De aanvraag tot herziening was gebaseerd op het argument dat de aanvrager het recht om rechtsmiddelen uit te putten was ontnomen, omdat hij het vonnis pas na het verstrijken van de beroepstermijn had ontvangen. De Hoge Raad oordeelde dat deze enkele omstandigheid niet leidde tot een ernstig vermoeden dat, indien het gegeven bekend was geweest tijdens de terechtzitting, het onderzoek tot een andere uitkomst zou hebben geleid.

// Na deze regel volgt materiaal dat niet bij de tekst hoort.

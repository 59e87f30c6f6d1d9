//! Inline style writes layered over matched rules and the inline rule.

use std::sync::Arc;

use anyhow::{Result, anyhow};
use style_orchestrator::layout_model::{LayoutNode, LayoutValue};
use style_orchestrator::{
    ComputedStyle, MatchedRule, NodeKey, RuleId, Specificity, StyleEngine, StyleRule,
};
use style_values::{ChangeFlags, Length, PropertyId, Rgba, StyleDeclaration, StyleValue, ValueData};

#[cfg(test)]
mod tests {
    use super::*;

    const ROOT: NodeKey = NodeKey(1);

    fn rule(engine: &StyleEngine, id: u64, text: &str) -> Arc<StyleRule> {
        Arc::new(StyleRule::parse(engine.context().registry(), RuleId(id), text))
    }

    fn styled_root(text: &str) -> Result<StyleEngine> {
        let mut engine = StyleEngine::default();
        let matched = vec![MatchedRule::new(rule(&engine, 1, text), Specificity(0, 1, 0), 0)];
        engine.attach_styled(ROOT, None, matched, None)?;
        engine.take_changes();
        engine.take_layout_dirty();
        Ok(engine)
    }

    fn style(engine: &StyleEngine) -> Result<ComputedStyle> {
        engine
            .computed_style(ROOT)
            .cloned()
            .ok_or_else(|| anyhow!("root has no style"))
    }

    #[test]
    fn inline_values_beat_matched_rules_until_cleared() -> Result<()> {
        let _ = env_logger::builder().is_test(true).try_init();
        let mut engine = styled_root("width: 10px")?;

        let flags = engine.inline_style(ROOT)?.set_width(Length::px(20.0));
        assert!(flags.contains(ChangeFlags::LAYOUT));
        assert_eq!(style(&engine)?.layout().width, Length::px(20.0));

        let flags = engine.inline_style(ROOT)?.clear(PropertyId::Width);
        assert!(flags.contains(ChangeFlags::LAYOUT));
        assert_eq!(style(&engine)?.layout().width, Length::px(10.0));
        assert!(engine.inline_style(ROOT)?.width().is_null());
        Ok(())
    }

    #[test]
    fn longhand_override_keeps_the_other_edges() -> Result<()> {
        let _ = env_logger::builder().is_test(true).try_init();
        let mut engine = styled_root("margin: 5px")?;
        engine.inline_style(ROOT)?.set_margin_left(Length::px(1.0));

        let margin = style(&engine)?.layout().margin;
        assert_eq!(margin.left, Length::px(1.0));
        assert_eq!(margin.top, Length::px(5.0));
        assert_eq!(margin.right, Length::px(5.0));
        assert_eq!(margin.bottom, Length::px(5.0));
        Ok(())
    }

    #[test]
    fn shorthand_setters_expand_to_edges() -> Result<()> {
        let _ = env_logger::builder().is_test(true).try_init();
        let mut engine = styled_root("")?;
        let mut inline = engine.inline_style(ROOT)?;
        inline.set_padding(&[Length::px(1.0), Length::px(2.0)]);
        inline.set_border_width(&[3.0]);
        inline.set_flex(2.0, 0.5, Length::px(40.0));
        assert_eq!(inline.padding_left().value, Length::px(2.0));
        assert_eq!(inline.set_margin(&[]), ChangeFlags::empty());

        let layout = style(&engine)?.layout().clone();
        assert_eq!(layout.padding.top, Length::px(1.0));
        assert_eq!(layout.padding.right, Length::px(2.0));
        assert_eq!(layout.padding.bottom, Length::px(1.0));
        assert!((layout.border_width.bottom - 3.0).abs() < f32::EPSILON);
        assert!((layout.flex_grow - 2.0).abs() < f32::EPSILON);
        assert!((layout.flex_shrink - 0.5).abs() < f32::EPSILON);
        assert_eq!(layout.flex_basis, Length::px(40.0));
        Ok(())
    }

    #[test]
    fn overrides_win_over_the_inline_rule() -> Result<()> {
        let _ = env_logger::builder().is_test(true).try_init();
        let mut engine = styled_root("width: 10px")?;
        let inline_rule = rule(&engine, 2, "width: 30px; height: 5px");
        engine.set_inline_rule(ROOT, Some(inline_rule))?;
        assert_eq!(style(&engine)?.layout().width, Length::px(30.0));

        engine.inline_style(ROOT)?.set_width(Length::px(40.0));
        assert_eq!(style(&engine)?.layout().width, Length::px(40.0));

        engine.inline_style(ROOT)?.clear(PropertyId::Width);
        let layout = style(&engine)?.layout().clone();
        assert_eq!(layout.width, Length::px(30.0));
        assert_eq!(layout.height, Length::px(5.0));

        engine.set_inline_rule(ROOT, None)?;
        assert_eq!(style(&engine)?.layout().width, Length::px(10.0));
        Ok(())
    }

    #[test]
    fn clearing_a_side_restores_the_inline_rule_shorthand() -> Result<()> {
        let _ = env_logger::builder().is_test(true).try_init();
        let mut engine = styled_root("margin: 2px")?;
        let shorthand = StyleDeclaration::Value(StyleValue::new(
            PropertyId::Margin,
            ValueData::Length(Length::px(7.0)),
        ));
        engine.set_inline_rule(ROOT, Some(Arc::new(StyleRule::new(RuleId(2), vec![shorthand]))))?;
        assert_eq!(style(&engine)?.layout().margin.left, Length::px(7.0));

        engine.inline_style(ROOT)?.set_margin_left(Length::px(1.0));
        assert_eq!(style(&engine)?.layout().margin.left, Length::px(1.0));

        engine.inline_style(ROOT)?.clear(PropertyId::MarginLeft);
        let margin = style(&engine)?.layout().margin;
        assert_eq!(margin.left, Length::px(7.0));
        assert_eq!(margin.right, Length::px(7.0));
        Ok(())
    }

    #[test]
    fn style_attribute_text_is_applied_in_order() -> Result<()> {
        let _ = env_logger::builder().is_test(true).try_init();
        let mut engine = styled_root("")?;
        let flags = engine
            .inline_style(ROOT)?
            .apply_style_attribute("width: 12px; bogus: 1; color: red; width: 14px");
        assert!(flags.contains(ChangeFlags::LAYOUT | ChangeFlags::COLOR));

        let computed = style(&engine)?;
        assert_eq!(computed.layout().width, Length::px(14.0));
        assert_eq!(computed.inherited().color, Rgba::new(255, 0, 0, 255));
        assert_eq!(engine.inline_style(ROOT)?.values().map(|values| values.len()), Some(2));
        Ok(())
    }

    #[test]
    fn unknown_names_change_nothing() -> Result<()> {
        let _ = env_logger::builder().is_test(true).try_init();
        let mut engine = styled_root("")?;
        let before = style(&engine)?;
        let mut inline = engine.inline_style(ROOT)?;
        assert_eq!(inline.set_by_name("no-such-thing", "3px"), ChangeFlags::empty());
        assert_eq!(inline.set_by_name("width", "not a length"), ChangeFlags::empty());
        assert_eq!(style(&engine)?, before);
        assert!(engine.take_changes().is_empty());
        Ok(())
    }

    #[test]
    fn clear_all_returns_to_the_cascade() -> Result<()> {
        let _ = env_logger::builder().is_test(true).try_init();
        let mut engine = styled_root("opacity: 0.5")?;
        let mut inline = engine.inline_style(ROOT)?;
        inline.set_opacity(0.25f32);
        inline.set_height(Length::px(8.0));
        inline.clear_all();
        assert_eq!(inline.values().map(|values| values.is_empty()), Some(true));

        let computed = style(&engine)?;
        assert!((computed.visual().opacity - 0.5).abs() < f32::EPSILON);
        assert_eq!(computed.layout().height, Length::auto());
        Ok(())
    }

    #[test]
    fn layout_sync_drains_the_dirty_set() -> Result<()> {
        let _ = env_logger::builder().is_test(true).try_init();
        let mut engine = styled_root("height: 50%")?;

        engine.inline_style(ROOT)?.set_opacity(0.5f32);
        assert!(engine.take_layout_dirty().is_empty());

        engine.inline_style(ROOT)?.set_width(Length::px(25.0));
        let mut node = LayoutNode::default();
        engine.sync_layout(ROOT, &mut node)?;
        assert_eq!(node.width, LayoutValue::Point(25.0));
        assert_eq!(node.height, LayoutValue::Percent(50.0));
        assert_eq!(node.min_width, LayoutValue::Undefined);
        assert!(engine.take_layout_dirty().is_empty());

        assert!(engine.sync_layout(NodeKey(9), &mut node).is_err());
        Ok(())
    }
}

Daarom verklaarde de Hoge Raad de aanvraag tot herziening niet-ontvankelijk. Dit arrest werd uitgesproken door vice-president A.J.A. van Dorst, met de raadsheren J.P. Balkema en J.W. Ilsink in bijzijn van waarnemend griffier E. Schnetz. De uitspraak benadrukt de strikte voorwaarden waaronder herziening van een vonnis kan plaatsvinden, en bevestigt dat de aanvrager niet in zijn rechten is geschaad op een wijze die tot herziening kan leiden.

Uitspraak

30 oktober 2012
Strafkamer
nr. S 12/00375 H
Hoge Raad der Nederlanden
Arrest
op een aanvraag tot herziening van een in kracht van gewijsde gegaan vonnis van de Politierechter in de Rechtbank Leeuwarden van 10 augustus 2011, nummers 17/209292-10 en 17/880490-08 (tul), ingediend door:
[Aanvrager], geboren te [geboorteplaats] op [geboortedatum] 1958.
1. De uitspraak waarvan herziening is gevraagd
De Politierechter heeft de aanvrager ter zake van 1. "mishandeling", 2. "eenvoudige belediging terwijl de belediging wordt aangedaan aan een ambtenaar gedurende of ter zake van de rechtmatige uitoefening van zijn bediening" en 3. "diefstal door twee of meer verenigde personen" veroordeeld tot een gevangenisstraf van 45 dagen. De Politierechter heeft voorts de tenuitvoerlegging gelast van een eerder voorwaardelijk opgelegde gevangenisstraf van 90 dagen.
2. De aanvraag tot herziening
De aanvraag tot herziening is aan dit arrest gehecht en maakt daarvan deel uit.
3. Beoordeling van de aanvraag
3.1. Als grondslag voor een herziening kan, voor zover hier van belang, krachtens het eerste lid aanhef en onder c van art. 457 Sv slechts dienen een door bescheiden gestaafd gegeven dat bij het onderzoek op de terechtzitting aan de rechter niet bekend was en dat het ernstige vermoeden wekt dat indien dit gegeven bekend zou zijn geweest, het onderzoek van de zaak zou hebben geleid hetzij tot een vrijspraak van de gewezen verdachte, hetzij tot een ontslag van alle rechtsvervolging, hetzij tot de niet-ontvankelijkverklaring van het openbaar ministerie, hetzij tot de toepassing van een minder zware strafbepaling.
3.2. In de aanvraag wordt aangevoerd dat de aanvrager het recht om rechtsmiddelen uit te putten is ontnomen, omdat hij geen hoger beroep heeft kunnen instellen doordat aan hem het vonnis waarvan herziening wordt gevraagd eerst na het verstrijken van de beroepstermijn is verzonden. Die enkele omstandigheid leidt niet tot een ernstig vermoeden als hiervoor onder 3.1 bedoeld. Dat brengt mee dat de aanvraag niet-ontvankelijk is, zodat als volgt moet worden beslist.
4. Beslissing
De Hoge Raad verklaart de aanvraag niet-ontvankelijk.
Dit arrest is gewezen door de vice-president A.J.A. van Dorst als voorzitter, en de raadsheren J.P. Balkema en J.W. Ilsink, in bijzijn van de waarnemend griffier E. Schnetz, en uitgesproken op 30 oktober 2012.
Mr. Balkema en mr. Ilsink zijn buiten staat dit arrest te ondertekenen.